Problem requirements | Scan the records for the word "deployment". Report each line where it occurs.

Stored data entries

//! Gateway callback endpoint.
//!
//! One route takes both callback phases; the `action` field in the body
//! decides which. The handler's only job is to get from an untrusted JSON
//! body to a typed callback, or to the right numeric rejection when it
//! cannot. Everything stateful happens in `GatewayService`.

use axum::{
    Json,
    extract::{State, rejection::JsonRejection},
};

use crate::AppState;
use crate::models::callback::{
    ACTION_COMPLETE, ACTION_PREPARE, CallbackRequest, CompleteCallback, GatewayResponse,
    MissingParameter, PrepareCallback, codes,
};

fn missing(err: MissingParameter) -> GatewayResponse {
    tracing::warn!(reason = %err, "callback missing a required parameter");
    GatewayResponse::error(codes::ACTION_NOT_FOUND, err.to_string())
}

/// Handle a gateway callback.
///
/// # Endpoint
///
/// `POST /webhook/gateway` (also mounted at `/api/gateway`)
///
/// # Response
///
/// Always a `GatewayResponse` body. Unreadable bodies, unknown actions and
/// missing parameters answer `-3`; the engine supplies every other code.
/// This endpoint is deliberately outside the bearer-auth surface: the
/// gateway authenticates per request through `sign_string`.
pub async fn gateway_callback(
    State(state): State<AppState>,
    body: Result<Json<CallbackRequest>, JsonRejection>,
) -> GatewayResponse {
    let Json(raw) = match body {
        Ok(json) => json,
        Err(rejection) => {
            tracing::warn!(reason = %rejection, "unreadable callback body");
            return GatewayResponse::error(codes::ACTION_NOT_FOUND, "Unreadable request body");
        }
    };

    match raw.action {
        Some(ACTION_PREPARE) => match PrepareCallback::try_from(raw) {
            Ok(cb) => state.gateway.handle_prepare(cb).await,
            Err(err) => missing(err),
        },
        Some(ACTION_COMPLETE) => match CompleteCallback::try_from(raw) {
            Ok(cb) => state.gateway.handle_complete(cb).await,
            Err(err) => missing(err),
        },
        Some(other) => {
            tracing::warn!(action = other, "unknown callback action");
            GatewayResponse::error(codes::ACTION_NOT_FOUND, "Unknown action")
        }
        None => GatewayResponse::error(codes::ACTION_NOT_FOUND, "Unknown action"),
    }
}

---

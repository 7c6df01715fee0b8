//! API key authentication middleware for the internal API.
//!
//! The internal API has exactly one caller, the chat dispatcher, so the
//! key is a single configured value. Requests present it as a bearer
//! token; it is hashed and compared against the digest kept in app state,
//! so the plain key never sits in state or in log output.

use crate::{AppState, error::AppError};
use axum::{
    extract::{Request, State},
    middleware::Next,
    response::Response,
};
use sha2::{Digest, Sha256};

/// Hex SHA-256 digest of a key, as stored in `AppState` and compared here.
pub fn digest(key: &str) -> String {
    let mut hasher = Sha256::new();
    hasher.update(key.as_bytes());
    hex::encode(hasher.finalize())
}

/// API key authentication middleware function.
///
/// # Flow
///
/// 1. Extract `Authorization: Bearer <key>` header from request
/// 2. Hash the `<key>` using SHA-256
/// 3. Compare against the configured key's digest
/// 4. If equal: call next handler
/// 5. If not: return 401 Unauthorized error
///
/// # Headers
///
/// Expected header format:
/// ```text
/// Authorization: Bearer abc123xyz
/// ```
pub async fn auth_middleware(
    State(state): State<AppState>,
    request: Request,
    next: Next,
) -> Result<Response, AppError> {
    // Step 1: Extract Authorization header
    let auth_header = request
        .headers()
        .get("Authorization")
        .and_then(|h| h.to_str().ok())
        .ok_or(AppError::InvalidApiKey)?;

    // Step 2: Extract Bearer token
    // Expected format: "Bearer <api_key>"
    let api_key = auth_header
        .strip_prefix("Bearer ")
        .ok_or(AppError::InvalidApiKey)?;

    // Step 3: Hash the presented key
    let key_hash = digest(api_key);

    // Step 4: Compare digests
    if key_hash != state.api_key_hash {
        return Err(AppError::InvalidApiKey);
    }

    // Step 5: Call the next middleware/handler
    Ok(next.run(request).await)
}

==

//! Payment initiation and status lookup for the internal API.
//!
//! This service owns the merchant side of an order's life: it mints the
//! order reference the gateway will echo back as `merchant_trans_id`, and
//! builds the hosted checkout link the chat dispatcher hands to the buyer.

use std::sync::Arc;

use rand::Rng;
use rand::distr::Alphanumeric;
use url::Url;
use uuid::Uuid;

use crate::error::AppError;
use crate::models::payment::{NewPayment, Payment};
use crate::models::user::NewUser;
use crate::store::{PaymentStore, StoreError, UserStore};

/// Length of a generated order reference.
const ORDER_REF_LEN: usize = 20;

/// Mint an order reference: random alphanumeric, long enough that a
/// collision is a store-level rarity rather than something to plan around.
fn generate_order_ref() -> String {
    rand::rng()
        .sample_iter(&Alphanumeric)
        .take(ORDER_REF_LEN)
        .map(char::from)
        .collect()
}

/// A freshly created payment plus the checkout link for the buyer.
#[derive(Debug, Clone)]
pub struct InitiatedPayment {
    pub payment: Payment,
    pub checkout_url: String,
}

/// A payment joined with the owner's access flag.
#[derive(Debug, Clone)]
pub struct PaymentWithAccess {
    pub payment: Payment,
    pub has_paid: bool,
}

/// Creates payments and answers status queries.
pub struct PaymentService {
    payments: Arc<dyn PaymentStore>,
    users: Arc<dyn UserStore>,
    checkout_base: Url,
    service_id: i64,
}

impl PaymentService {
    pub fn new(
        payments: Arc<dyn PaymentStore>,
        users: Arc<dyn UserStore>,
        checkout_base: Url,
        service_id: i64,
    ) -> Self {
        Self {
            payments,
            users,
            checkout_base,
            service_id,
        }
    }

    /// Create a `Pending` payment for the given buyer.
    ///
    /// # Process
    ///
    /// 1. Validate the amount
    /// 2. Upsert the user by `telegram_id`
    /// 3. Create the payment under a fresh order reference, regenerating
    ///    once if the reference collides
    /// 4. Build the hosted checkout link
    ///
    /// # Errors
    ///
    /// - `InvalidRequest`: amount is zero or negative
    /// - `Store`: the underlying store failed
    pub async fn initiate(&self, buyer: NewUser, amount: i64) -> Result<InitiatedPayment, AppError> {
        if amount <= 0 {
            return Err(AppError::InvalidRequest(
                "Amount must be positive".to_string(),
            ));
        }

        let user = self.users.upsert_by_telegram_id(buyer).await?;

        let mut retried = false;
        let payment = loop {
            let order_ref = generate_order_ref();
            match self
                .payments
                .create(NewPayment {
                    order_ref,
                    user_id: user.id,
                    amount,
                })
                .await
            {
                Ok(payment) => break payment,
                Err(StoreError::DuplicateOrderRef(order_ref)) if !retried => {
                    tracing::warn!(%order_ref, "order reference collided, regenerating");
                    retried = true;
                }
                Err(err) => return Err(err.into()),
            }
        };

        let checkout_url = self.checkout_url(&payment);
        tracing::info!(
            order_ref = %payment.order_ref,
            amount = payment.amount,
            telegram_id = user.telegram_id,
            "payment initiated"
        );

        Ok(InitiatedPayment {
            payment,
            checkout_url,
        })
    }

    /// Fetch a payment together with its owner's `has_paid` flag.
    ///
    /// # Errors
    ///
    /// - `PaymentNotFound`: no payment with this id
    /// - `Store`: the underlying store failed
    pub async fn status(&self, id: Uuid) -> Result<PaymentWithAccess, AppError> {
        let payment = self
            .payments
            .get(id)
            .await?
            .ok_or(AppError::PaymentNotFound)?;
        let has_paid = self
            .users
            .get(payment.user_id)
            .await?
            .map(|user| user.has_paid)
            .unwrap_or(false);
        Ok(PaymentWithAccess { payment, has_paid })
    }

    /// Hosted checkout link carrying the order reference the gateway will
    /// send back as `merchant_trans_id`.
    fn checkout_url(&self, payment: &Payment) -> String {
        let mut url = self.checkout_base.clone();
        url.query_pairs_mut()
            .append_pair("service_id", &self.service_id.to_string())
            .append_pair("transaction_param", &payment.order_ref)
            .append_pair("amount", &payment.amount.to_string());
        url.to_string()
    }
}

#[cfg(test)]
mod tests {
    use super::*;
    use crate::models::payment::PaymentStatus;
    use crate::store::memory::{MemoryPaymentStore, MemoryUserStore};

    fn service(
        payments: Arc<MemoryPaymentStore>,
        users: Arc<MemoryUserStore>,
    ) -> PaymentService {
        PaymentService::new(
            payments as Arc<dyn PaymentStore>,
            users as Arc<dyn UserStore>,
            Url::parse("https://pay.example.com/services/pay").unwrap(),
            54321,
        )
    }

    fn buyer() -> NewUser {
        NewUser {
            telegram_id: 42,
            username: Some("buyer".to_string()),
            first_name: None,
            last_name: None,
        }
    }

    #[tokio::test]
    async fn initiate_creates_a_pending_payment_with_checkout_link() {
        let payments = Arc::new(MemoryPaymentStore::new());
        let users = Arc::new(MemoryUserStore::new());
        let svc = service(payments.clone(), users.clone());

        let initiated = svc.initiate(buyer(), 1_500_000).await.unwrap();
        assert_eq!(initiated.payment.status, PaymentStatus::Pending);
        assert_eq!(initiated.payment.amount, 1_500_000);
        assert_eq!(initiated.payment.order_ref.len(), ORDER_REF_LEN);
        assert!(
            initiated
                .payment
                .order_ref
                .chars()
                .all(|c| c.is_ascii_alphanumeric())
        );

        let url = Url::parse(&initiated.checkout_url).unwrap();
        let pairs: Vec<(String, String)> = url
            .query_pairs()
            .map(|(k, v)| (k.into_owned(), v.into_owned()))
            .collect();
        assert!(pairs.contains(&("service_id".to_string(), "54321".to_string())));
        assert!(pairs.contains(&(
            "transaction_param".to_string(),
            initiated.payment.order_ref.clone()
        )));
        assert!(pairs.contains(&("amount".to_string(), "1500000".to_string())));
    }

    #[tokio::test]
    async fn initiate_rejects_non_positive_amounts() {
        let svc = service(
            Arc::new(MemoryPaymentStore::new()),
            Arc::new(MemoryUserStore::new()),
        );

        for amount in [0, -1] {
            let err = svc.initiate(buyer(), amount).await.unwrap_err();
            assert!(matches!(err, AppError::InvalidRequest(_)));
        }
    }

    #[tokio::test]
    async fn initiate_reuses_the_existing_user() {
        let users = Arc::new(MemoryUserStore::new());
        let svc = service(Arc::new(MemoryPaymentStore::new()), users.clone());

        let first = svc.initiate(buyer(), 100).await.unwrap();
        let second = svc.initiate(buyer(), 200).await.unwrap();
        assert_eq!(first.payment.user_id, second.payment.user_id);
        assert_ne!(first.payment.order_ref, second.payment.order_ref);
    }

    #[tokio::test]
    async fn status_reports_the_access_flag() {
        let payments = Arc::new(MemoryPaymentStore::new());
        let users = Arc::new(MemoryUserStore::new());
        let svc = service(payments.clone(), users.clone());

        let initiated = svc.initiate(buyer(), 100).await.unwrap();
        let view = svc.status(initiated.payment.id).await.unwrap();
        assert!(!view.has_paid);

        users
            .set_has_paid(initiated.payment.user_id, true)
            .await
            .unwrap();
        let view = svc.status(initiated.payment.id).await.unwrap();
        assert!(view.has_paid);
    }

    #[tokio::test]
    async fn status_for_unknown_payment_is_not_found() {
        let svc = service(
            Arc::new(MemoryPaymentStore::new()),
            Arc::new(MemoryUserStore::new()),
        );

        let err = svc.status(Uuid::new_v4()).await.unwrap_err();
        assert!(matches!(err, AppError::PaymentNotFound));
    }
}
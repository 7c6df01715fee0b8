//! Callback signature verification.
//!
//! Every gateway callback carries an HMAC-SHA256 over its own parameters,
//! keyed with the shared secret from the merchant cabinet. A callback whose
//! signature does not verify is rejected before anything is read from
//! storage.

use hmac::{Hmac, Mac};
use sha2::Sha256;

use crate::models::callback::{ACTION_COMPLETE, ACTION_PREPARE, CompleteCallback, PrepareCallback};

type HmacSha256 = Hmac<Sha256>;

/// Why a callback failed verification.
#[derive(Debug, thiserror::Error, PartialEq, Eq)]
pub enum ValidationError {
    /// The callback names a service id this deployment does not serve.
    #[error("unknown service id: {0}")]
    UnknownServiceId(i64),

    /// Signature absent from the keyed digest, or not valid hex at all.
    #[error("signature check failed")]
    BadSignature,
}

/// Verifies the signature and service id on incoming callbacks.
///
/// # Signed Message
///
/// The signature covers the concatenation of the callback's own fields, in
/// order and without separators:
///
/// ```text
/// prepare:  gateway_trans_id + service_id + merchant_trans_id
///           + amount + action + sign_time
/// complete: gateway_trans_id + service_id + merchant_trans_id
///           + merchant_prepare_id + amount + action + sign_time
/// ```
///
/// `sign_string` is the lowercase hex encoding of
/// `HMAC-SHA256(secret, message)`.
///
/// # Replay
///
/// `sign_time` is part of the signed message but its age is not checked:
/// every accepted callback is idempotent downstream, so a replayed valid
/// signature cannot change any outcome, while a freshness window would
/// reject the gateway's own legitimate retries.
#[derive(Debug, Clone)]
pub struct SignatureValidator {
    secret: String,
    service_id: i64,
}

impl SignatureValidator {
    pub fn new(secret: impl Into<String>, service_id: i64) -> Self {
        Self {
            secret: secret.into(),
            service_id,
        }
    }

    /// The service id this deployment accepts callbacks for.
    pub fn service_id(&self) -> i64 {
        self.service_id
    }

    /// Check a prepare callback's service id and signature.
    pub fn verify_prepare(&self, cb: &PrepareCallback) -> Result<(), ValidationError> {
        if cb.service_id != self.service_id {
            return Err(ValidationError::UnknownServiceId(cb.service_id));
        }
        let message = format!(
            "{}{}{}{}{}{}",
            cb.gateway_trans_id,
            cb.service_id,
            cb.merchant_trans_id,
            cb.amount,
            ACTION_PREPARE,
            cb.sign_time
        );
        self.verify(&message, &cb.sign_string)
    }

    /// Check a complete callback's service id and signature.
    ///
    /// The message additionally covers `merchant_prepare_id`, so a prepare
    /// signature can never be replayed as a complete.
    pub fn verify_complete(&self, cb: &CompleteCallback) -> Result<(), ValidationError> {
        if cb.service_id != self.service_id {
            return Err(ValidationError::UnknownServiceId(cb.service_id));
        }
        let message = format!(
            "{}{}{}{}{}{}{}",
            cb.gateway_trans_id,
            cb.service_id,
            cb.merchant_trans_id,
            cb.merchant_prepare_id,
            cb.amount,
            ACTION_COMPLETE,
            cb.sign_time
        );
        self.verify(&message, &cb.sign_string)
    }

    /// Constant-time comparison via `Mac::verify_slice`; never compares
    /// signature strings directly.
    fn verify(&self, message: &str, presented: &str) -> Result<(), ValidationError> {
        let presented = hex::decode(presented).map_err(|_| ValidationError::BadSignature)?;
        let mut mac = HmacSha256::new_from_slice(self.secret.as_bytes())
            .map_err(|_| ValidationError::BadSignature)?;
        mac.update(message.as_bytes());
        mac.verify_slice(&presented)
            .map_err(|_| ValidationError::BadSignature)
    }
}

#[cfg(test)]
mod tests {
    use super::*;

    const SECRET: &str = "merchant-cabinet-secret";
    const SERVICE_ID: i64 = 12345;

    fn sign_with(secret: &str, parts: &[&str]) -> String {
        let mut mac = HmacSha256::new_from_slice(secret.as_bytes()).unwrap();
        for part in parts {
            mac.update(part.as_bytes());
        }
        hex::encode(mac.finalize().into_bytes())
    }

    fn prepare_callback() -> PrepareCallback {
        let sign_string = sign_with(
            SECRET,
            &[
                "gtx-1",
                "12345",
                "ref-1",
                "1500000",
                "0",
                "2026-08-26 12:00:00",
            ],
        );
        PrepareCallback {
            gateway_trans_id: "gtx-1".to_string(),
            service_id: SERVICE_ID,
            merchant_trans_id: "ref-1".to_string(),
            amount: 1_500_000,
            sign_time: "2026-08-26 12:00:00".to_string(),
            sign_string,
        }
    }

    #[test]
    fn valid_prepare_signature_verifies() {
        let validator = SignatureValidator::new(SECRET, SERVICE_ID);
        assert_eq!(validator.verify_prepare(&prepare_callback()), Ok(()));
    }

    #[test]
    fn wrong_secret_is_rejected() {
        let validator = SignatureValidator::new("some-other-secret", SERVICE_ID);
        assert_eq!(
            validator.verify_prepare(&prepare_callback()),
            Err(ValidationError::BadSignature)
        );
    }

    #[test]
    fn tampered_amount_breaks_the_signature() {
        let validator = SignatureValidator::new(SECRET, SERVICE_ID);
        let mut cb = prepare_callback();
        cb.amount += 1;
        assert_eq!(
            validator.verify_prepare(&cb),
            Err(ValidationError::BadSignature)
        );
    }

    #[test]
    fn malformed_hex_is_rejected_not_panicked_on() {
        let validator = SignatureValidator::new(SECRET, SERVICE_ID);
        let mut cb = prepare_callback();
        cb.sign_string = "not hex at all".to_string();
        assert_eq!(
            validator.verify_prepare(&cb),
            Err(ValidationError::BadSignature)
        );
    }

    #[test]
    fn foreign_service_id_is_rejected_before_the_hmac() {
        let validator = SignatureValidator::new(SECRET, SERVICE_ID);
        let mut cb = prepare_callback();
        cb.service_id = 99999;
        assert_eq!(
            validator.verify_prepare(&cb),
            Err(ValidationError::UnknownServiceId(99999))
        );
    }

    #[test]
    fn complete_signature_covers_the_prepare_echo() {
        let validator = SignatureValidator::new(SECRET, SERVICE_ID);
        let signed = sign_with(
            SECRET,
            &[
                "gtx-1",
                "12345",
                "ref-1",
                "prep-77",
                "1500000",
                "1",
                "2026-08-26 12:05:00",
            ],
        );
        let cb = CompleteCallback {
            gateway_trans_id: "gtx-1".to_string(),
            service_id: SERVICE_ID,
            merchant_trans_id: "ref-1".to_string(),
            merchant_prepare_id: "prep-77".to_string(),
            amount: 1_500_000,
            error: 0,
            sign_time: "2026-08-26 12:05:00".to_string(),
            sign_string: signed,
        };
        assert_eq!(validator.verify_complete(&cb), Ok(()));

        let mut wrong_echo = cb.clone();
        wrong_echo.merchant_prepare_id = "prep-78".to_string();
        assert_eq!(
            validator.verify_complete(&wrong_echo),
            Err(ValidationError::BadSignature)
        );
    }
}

Response to the exercise |
    /// The callback names a service id this deployment does not serve.
    /// The service id this deployment accepts callbacks for.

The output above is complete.